(Source records)
##############################

use std::collections::{HashMap, HashSet, VecDeque};
use std::hash::{Hash, Hasher};

use indexmap::IndexSet;
use thiserror::Error;

use crate::grammar::{AugmentedGrammar, GrammarTable, ProductionRef, SymbolRef};
use crate::sets::{FollowSets, Lookahead, SymbolSets};

pub mod table;

pub use table::{Action, Column, LrTable, StateId, TableLoadError, TableLoadErrorKind};

/// Markers for the type of error encountered in table generation.
#[derive(Debug, Clone, Copy, PartialEq, Eq, Error)]
pub enum TableGenErrorKind {
    #[error("state has no recorded transition")]
    MissingTransition,
}

/// Represents errors that can occur in the table generation process.
#[derive(Debug, Clone, PartialEq, Eq)]
pub struct TableGenError {
    kind: TableGenErrorKind,
    data: Option<String>,
}

impl TableGenError {
    pub(crate) fn new(kind: TableGenErrorKind) -> Self {
        Self { kind, data: None }
    }

    pub(crate) fn with_data_mut<S: AsRef<str>>(&mut self, data: S) {
        let data = data.as_ref().to_string();

        self.data = Some(data)
    }

    pub(crate) fn with_data<S: AsRef<str>>(mut self, data: S) -> Self {
        self.with_data_mut(data);
        self
    }

    pub fn kind(&self) -> TableGenErrorKind {
        self.kind
    }
}

impl std::fmt::Display for TableGenError {
    fn fmt(&self, f: &mut std::fmt::Formatter<'_>) -> std::fmt::Result {
        match &self.data {
            Some(ctx) => write!(f, "{}: {}", &self.kind, ctx),
            None => write!(f, "{}", &self.kind),
        }
    }
}

impl std::error::Error for TableGenError {}

/// Exposes a trait for generating an LR table from a grammar.
pub(crate) trait LrTableGenerator {
    fn generate_table(grammar_table: &GrammarTable) -> Result<LrTable, TableGenError> {
        let sets = SymbolSets::solve(grammar_table);

        Self::generate_table_with_sets(grammar_table, &sets)
    }

    /// Generates the table from FIRST and FOLLOW sets already solved for
    /// `grammar_table`.
    fn generate_table_with_sets(
        grammar_table: &GrammarTable,
        sets: &SymbolSets,
    ) -> Result<LrTable, TableGenError>;
}

/// A wrapper type for SLR(1) parser tables. States are the canonical LR(0)
/// collection and reduce actions are placed on the FOLLOW set of the
/// production's head rather than on per-item lookaheads, so grammars that
/// need LR(1) lookahead splitting produce overwritten cells instead of an
/// error.
pub(crate) struct Slr1;

impl LrTableGenerator for Slr1 {
    fn generate_table_with_sets(
        grammar_table: &GrammarTable,
        sets: &SymbolSets,
    ) -> Result<LrTable, TableGenError> {
        let augmented = grammar_table.augmented();
        let collection = build_canonical_collection(&augmented);

        log::debug!("canonical collection has {} states", collection.states());
        if log::log_enabled!(log::Level::Trace) {
            log::trace!("{}", collection.human_readable_format(augmented.table()));
        }

        build_table(&augmented, &collection, sets.follow())
    }
}

/// An LR(0) item: a production paired with the index of the body symbol
/// following the dot.
#[derive(Debug, Clone, Copy)]
struct ItemRef<'a> {
    production_idx: usize,
    production: &'a ProductionRef,
    dot_position: usize,
}

impl<'a> ItemRef<'a> {
    fn new(production_idx: usize, production: &'a ProductionRef, dot_position: usize) -> Self {
        Self {
            production_idx,
            production,
            dot_position,
        }
    }

    fn key(&self) -> (usize, usize) {
        (self.production_idx, self.dot_position)
    }

    fn is_completed(&self) -> bool {
        self.dot_position == self.production.rhs.len()
    }

    /// Advances the dot position of a previous ItemRef, returning a new
    /// ItemRef if the position is not the last element in the Item.
    fn advance_dot_position(&self) -> Option<Self> {
        if self.is_completed() {
            None
        } else {
            Some(Self::new(
                self.production_idx,
                self.production,
                self.dot_position + 1,
            ))
        }
    }

    /// Returns `Some(B)` in the production `[ A -> α.Bβ ]`.
    fn symbol_after_dot(&self) -> Option<SymbolRef> {
        self.production.rhs.get(self.dot_position).copied()
    }

    fn human_readable_format(&self, grammar_table: &GrammarTable) -> String {
        let lhs = grammar_table
            .non_terminal(self.production.lhs)
            .map(|nt| nt.to_string())
            .unwrap_or_default();
        let mut rhs = self
            .production
            .rhs
            .iter()
            .filter_map(|&sym| grammar_table.symbol(sym))
            .map(|sym| sym.to_string())
            .collect::<Vec<_>>();
        rhs.insert(self.dot_position.min(rhs.len()), ".".to_string());

        format!("{} -> {}", lhs, rhs.join(" "))
    }
}

impl<'a> PartialEq for ItemRef<'a> {
    fn eq(&self, other: &Self) -> bool {
        self.key() == other.key()
    }
}

impl<'a> Eq for ItemRef<'a> {}

impl<'a> Hash for ItemRef<'a> {
    fn hash<H: Hasher>(&self, state: &mut H) {
        self.key().hash(state)
    }
}

/// ItemSet contains an insertion-ordered set of items. Equality and hashing
/// ignore the insertion order.
#[derive(Default, Debug, Clone, PartialEq, Eq)]
struct ItemSet<'a> {
    items: IndexSet<ItemRef<'a>>,
}

impl<'a> ItemSet<'a> {
    fn new(items: Vec<ItemRef<'a>>) -> Self {
        Self {
            items: items.into_iter().collect(),
        }
    }

    fn is_empty(&self) -> bool {
        self.items.is_empty()
    }

    #[allow(unused)]
    fn len(&self) -> usize {
        self.items.len()
    }

    /// Returns every distinct symbol following a dot, in item order.
    fn symbols_after_dot(&self) -> IndexSet<SymbolRef> {
        self.items
            .iter()
            .filter_map(|item| item.symbol_after_dot())
            .collect()
    }

    fn human_readable_format(&self, grammar_table: &GrammarTable) -> String {
        self.items
            .iter()
            .map(|item_ref| format!("{}\n", item_ref.human_readable_format(grammar_table)))
            .collect::<String>()
    }
}

impl<'a> Hash for ItemSet<'a> {
    fn hash<H: Hasher>(&self, state: &mut H) {
        let mut keys = self.items.iter().map(ItemRef::key).collect::<Vec<_>>();
        keys.sort_unstable();
        keys.hash(state)
    }
}

impl<'a> FromIterator<ItemRef<'a>> for ItemSet<'a> {
    fn from_iter<T: IntoIterator<Item = ItemRef<'a>>>(iter: T) -> Self {
        let set = iter.into_iter().collect::<Vec<_>>();
        Self::new(set)
    }
}

fn initial_item_set(grammar: &AugmentedGrammar) -> ItemSet<'_> {
    let goal = ItemRef::new(grammar.goal_production_idx(), grammar.goal_production(), 0);

    ItemSet::new(vec![goal])
}

/// Generates the closure of a `ItemSet` using the following algorithm.
///
/// ```ignore
/// Closure(I)
/// repeat
///     for (each item [ A -> α.Bβ ] in I where B is not yet expanded)
///         for (each production B -> γ in G’)
///             add [ B -> .γ ] to set I;
///         mark B expanded;
/// until no more items are added to I;
/// return I;
/// ```
fn closure<'a>(grammar: &'a AugmentedGrammar, i: ItemSet<'a>) -> ItemSet<'a> {
    // if the itemset is empty exit early
    if i.is_empty() {
        return i;
    }

    let mut set = i.items;
    let mut expanded = HashSet::new();

    // items appended during the walk are visited in turn.
    let mut idx = 0;
    while let Some(item) = set.get_index(idx).copied() {
        idx += 1;

        let non_terminal = match item.symbol_after_dot() {
            Some(SymbolRef::NonTerminal(nt)) => nt,
            _ => continue,
        };
        if !expanded.insert(non_terminal) {
            continue;
        }

        for (production_idx, production) in grammar.indexed_productions_with_head(non_terminal) {
            set.insert(ItemRef::new(production_idx, production, 0));
        }
    }

    ItemSet { items: set }
}

/// Generates the goto of an `ItemSet` using the following algorithm.
///
/// ```ignore
/// Goto(I, X)
/// Initialise J to be the empty set;
/// for ( each item [ A -> α.Xβ ] in I )
///     Add item [ A -> αX.β ] to set J;   /* move the dot one step */
/// return Closure(J);    /* apply closure to the set */
/// ```
fn goto<'a>(grammar: &'a AugmentedGrammar, i: &ItemSet<'a>, x: SymbolRef) -> ItemSet<'a> {
    let j = i
        .items
        .iter()
        .filter(|item_ref| item_ref.symbol_after_dot() == Some(x))
        .filter_map(|item| item.advance_dot_position())
        .collect();

    closure(grammar, j)
}

/// Contains the canonical collection of `ItemSet` states ordered by their
/// state id, along with every transition recorded while discovering them.
#[derive(Default, Debug, Clone)]
struct ItemCollection<'a> {
    item_sets: IndexSet<ItemSet<'a>>,
    transitions: HashMap<(StateId, SymbolRef), StateId>,
}

impl<'a> ItemCollection<'a> {
    fn states(&self) -> usize {
        self.item_sets.len()
    }

    /// Inserts a set, returning its state id and `true` if it was not
    /// already in the collection.
    fn insert(&mut self, new_set: ItemSet<'a>) -> (StateId, bool) {
        let (id, inserted) = self.item_sets.insert_full(new_set);

        (StateId::unchecked_new(id), inserted)
    }

    fn transition(&self, from: StateId, symbol: SymbolRef) -> Option<StateId> {
        self.transitions.get(&(from, symbol)).copied()
    }

    /// Prints a human readable representation of a given collection.
    fn human_readable_format(&self, grammar_table: &GrammarTable) -> String {
        self.item_sets
            .iter()
            .enumerate()
            .map(|(id, i)| format!("\nS{}:\n{}", id, &i.human_readable_format(grammar_table)))
            .collect::<String>()
    }
}

/// Constructs a canonical collection from an augmented grammar using the
/// following algorithm.
///
/// ```ignore
/// s0 ← closure ( [S’→.S] )
/// S ← { s0 }
/// W ← [ s0 ]
/// while W is not empty
///     sj ← pop(W)
///     ∀ x after a dot in sj
///         sk ← goto(sj ,x)
///         record sj → sk on x
///         if sk ∉ S then
///             S ← S ∪ sk
///             push(W, sk)
/// ```
fn build_canonical_collection(grammar: &AugmentedGrammar) -> ItemCollection<'_> {
    let mut collection = ItemCollection::default();

    let s0 = closure(grammar, initial_item_set(grammar));
    let (s0_id, _) = collection.insert(s0);
    let mut unexpanded = VecDeque::from([s0_id]);

    while let Some(sj) = unexpanded.pop_front() {
        let successors = match collection.item_sets.get_index(sj.as_usize()) {
            Some(parent_state) => parent_state
                .symbols_after_dot()
                .into_iter()
                .map(|x| (x, goto(grammar, parent_state, x)))
                .collect::<Vec<_>>(),
            None => continue,
        };

        for (x, new_state) in successors {
            let (sk, is_new) = collection.insert(new_state);
            collection.transitions.insert((sj, x), sk);

            if is_new {
                unexpanded.push_back(sk);
            }
        }
    }

    collection
}

/// Constructs action table from a canonical collection.
///
/// ```ignore
/// ∀ set sx ∈ S
///     ∀ item i ∈ sx
///         if i is [S’→S •]
///             then ACTION[x, $] ← “accept”
///         else if i is [A → β •]
///             ∀ a ∈ FOLLOW(A)
///                 ACTION[x, a] ← “reduce A → β”
///         else if i is [A → β • a δ] and goto(sx, a) = sk, a ∈ T
///             then ACTION[x, a] ← “shift k”
///         else if i is [A → β • n δ] and goto(sx, n) = sk, n ∈ NT
///             then GOTO[x, n] ← k
/// ```
fn build_table(
    grammar: &AugmentedGrammar,
    canonical_collection: &ItemCollection<'_>,
    follow_sets: &FollowSets,
) -> Result<LrTable, TableGenError> {
    let grammar_table = grammar.table();
    // the goal nonterminal has no column.
    let non_terminals = grammar_table.non_terminal_count() - 1;
    let mut table = LrTable::new(
        canonical_collection.states(),
        grammar_table.terminal_count(),
        non_terminals,
    );

    for (x, sx) in canonical_collection.item_sets.iter().enumerate() {
        let state = StateId::unchecked_new(x);

        for i in sx.items.iter() {
            match i.symbol_after_dot() {
                None if i.production_idx == grammar.goal_production_idx() => {
                    write_action(&mut table, grammar_table, state, Column::Eof, Action::Accept);
                }
                None => {
                    let reduce = Action::Reduce(i.production.id);

                    for lookahead in follow_sets.follow_of(i.production.lhs) {
                        let column = match lookahead {
                            Lookahead::Terminal(t) => Column::Terminal(t),
                            Lookahead::Eof => Column::Eof,
                            Lookahead::Epsilon => continue,
                        };

                        write_action(&mut table, grammar_table, state, column, reduce);
                    }
                }
                Some(symbol) => {
                    let k = canonical_collection
                        .transition(state, symbol)
                        .ok_or_else(|| {
                            TableGenError::new(TableGenErrorKind::MissingTransition)
                                .with_data(format!("S{} on {}", state, symbol))
                        })?;

                    let (column, action) = match symbol {
                        SymbolRef::Terminal(t) => (Column::Terminal(t), Action::Shift(k)),
                        SymbolRef::NonTerminal(n) => (Column::NonTerminal(n), Action::Goto(k)),
                    };

                    write_action(&mut table, grammar_table, state, column, action);
                }
            }
        }
    }

    Ok(table)
}

/// Writes a cell, the last write winning when two different actions land in
/// the same cell.
fn write_action(
    table: &mut LrTable,
    grammar_table: &GrammarTable,
    state: StateId,
    column: Column,
    action: Action,
) {
    match table.set_action_mut(state, column, action) {
        Some(previous) if previous != Action::Error && previous != action => {
            log::warn!(
                "conflict in state {} on `{}`: {} replaced by {}",
                state,
                column.human_readable_format(grammar_table),
                previous,
                action
            );
        }
        _ => (),
    }
}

##############################

- Exercise prompt: Only lines of the data holding the word "AugmentedGrammar" go in the answer. Please copy each of them.

- Exercise answer:
use crate::grammar::{AugmentedGrammar, GrammarTable, ProductionRef, SymbolRef};
fn initial_item_set(grammar: &AugmentedGrammar) -> ItemSet<'_> {
fn closure<'a>(grammar: &'a AugmentedGrammar, i: ItemSet<'a>) -> ItemSet<'a> {
fn goto<'a>(grammar: &'a AugmentedGrammar, i: &ItemSet<'a>, x: SymbolRef) -> ItemSet<'a> {
fn build_canonical_collection(grammar: &AugmentedGrammar) -> ItemCollection<'_> {
    grammar: &AugmentedGrammar,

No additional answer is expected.